UK and US say Russia fired a satellite weapon in space:
The US and UK have accused Russia of testing a weapon-like projectile in space that could be used to target satellites in orbit. The US State Department described the recent use of “what would appear to be actual in-orbit anti-satellite weaponry” as concerning. Russia’s defence ministry earlier said it was using new technology to perform checks on Russian space equipment. The US has previously raised concerns about new Russian satellite activity.
Twitter says hackers viewed 36 accounts’ private messages:
Twitter has revealed that hackers viewed private direct messages (DMs) from 36 of the accounts involved in last week’s hack. It did not disclose who they belonged to beyond saying one was owned by an elected official in the Netherlands. But the Dutch far-right politician Geert Wilders quoted as saying in the BBC that this was a reference to his account. Twitter has said that it does not believe any other former or current politicians had their DMs accessed. It is not clear how many of the accounts overlap with the 45 that tweeted a Bitcoin scam.
Apple co-founder sues youtube over bitcoin scam:
Apple co-founder Steve Wozniak is suing YouTube for allegedly allowing scammers to use images and videos of him to defraud people. The scam, similar to one used in a Twitter hack, requested people send cryptocurrency, falsely promising they would receive twice as much back. Mr Wozniak accused YouTube of failing to deal with the problem. In response YouTube’s owner Google said that it took abuse “seriously” and took action quickly on scams.

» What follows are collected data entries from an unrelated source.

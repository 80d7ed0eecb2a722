use contracts::domain::a001_category::Category;
use contracts::domain::a002_product::ProductDto;
use contracts::shared::validation::{sanitize_input, ValidationErrors};
use leptos::prelude::*;
use wasm_bindgen_futures::spawn_local;

use crate::domain::a001_category::api as category_api;
use crate::domain::a002_product::api;
use crate::shared::cache_cell::CacheCell;

/// ViewModel for the product form
#[derive(Clone, Copy)]
pub struct ProductDetailsViewModel {
    pub form: RwSignal<ProductDto>,
    pub categories: CacheCell<Category>,
    pub errors: RwSignal<ValidationErrors>,
    pub error: RwSignal<Option<String>>,
    pub loading: RwSignal<bool>,
    pub saving: RwSignal<bool>,
}

impl ProductDetailsViewModel {
    pub fn new() -> Self {
        let vm = Self {
            form: RwSignal::new(ProductDto::default()),
            categories: CacheCell::new("product form categories"),
            errors: RwSignal::new(ValidationErrors::new()),
            error: RwSignal::new(None),
            loading: RwSignal::new(false),
            saving: RwSignal::new(false),
        };

        // A product loaded before the choices only knows its category by name
        Effect::new(move |_| {
            let resolved = vm.categories.items.with(|list| {
                vm.form.with_untracked(|f| match (&f.category_id, &f.category_name) {
                    (None, Some(name)) => list.iter().find(|c| &c.name == name).cloned(),
                    _ => None,
                })
            });
            if let Some(category) = resolved {
                vm.form.update(|f| f.set_category(Some(&category)));
            }
        });

        vm
    }

    pub fn is_edit_mode(&self) -> bool {
        self.form.with(|f| f.id.is_some())
    }

    pub fn field_error(&self, field: &'static str) -> Option<String> {
        self.errors.with(|e| e.for_field(field).map(str::to_string))
    }

    /// Fetch the category choices and, when editing, the product itself
    pub fn load(&self, id: Option<i64>) {
        self.categories.load(category_api::fetch_categories());

        let Some(id) = id else {
            return;
        };
        let vm = *self;
        vm.loading.set(true);
        spawn_local(async move {
            let result = api::fetch_product(id).await;
            vm.loading.set(false);
            match result {
                Ok(product) => {
                    let categories = vm.categories.snapshot();
                    vm.form.set(ProductDto::from_product(&product, &categories));
                }
                Err(e) => vm
                    .error
                    .set(Some(format!("Failed to load product: {}", e.user_message()))),
            }
        });
    }

    pub fn select_category(&self, raw_id: String) {
        let id = raw_id.parse::<i64>().ok();
        let category = id.and_then(|id| {
            self.categories
                .items
                .with_untracked(|list| list.iter().find(|c| c.id == id).cloned())
        });
        self.form.update(|f| f.set_category(category.as_ref()));
    }

    /// Validate and send the form; `on_saved` runs after the API accepted it
    pub fn save_command(&self, on_saved: Callback<()>) {
        let mut dto = self.form.get_untracked();
        dto.title = sanitize_input(&dto.title, 255);
        dto.cas_number = sanitize_input(&dto.cas_number, 50);
        dto.image_url = dto.image_url.trim().to_string();
        dto.description = dto.description.trim().to_string();

        if let Err(errors) = dto.validate() {
            self.error.set(Some(errors.to_string()));
            self.errors.set(errors);
            return;
        }
        self.errors.set(ValidationErrors::new());
        self.error.set(None);
        self.saving.set(true);

        let vm = *self;
        spawn_local(async move {
            let result = match dto.id {
                Some(id) => api::update_product(id, &dto).await,
                None => api::create_product(&dto).await,
            };
            vm.saving.set(false);
            match result {
                Ok(saved) => {
                    log::info!("Product #{} '{}' saved", saved.id, saved.title);
                    on_saved.run(());
                }
                Err(e) => vm.error.set(Some(e.user_message())),
            }
        });
    }
}

impl Default for ProductDetailsViewModel {
    fn default() -> Self {
        Self::new()
    }
}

Northern ireland contact tracing app getting ready:
A coronavirus contact tracing app for Northern Ireland will be launched next week, the health committee has been told. Dan West from the Department of Health said the release of Stop Covid NI was supported by the executive. The app will supplement the phone-based contact tracing programme already in place. Northern Ireland will be the first part of the UK to have a contact tracing app.
The Republic of Ireland’s app launched earlier in July. Both apps have been designed by the company Nearform. Mr West, a chief digital information officer at the Department of Health, said the NI app would notify close contacts automatically. It would also identify people at risk of infection who would be impossible to trace through the traditional method.
Premier league club almost lost £1m to hackers:
A Premier League club came close to losing £1m during a transfer deal because of cyber hackers. The National Cyber Security Centre (NCSC) said it was only the intervention of the unnamed club’s bank that stopped the theft. It was one of several incidents highlighted as evidence that sport needed to improve its cybersecurity.
“The impact of cybercriminals cashing in on this industry is very real,” said the NCSC’s Paul Chichester. A new report from the NCSC says the email address of a Premier League club’s managing director had been hacked during a transfer negotiation, leading to the attempt to steal the £1m. The report also says that a Football League club was targeted by hackers who cut off its security systems, blocking turnstiles and almost resulting in a fixture postponement.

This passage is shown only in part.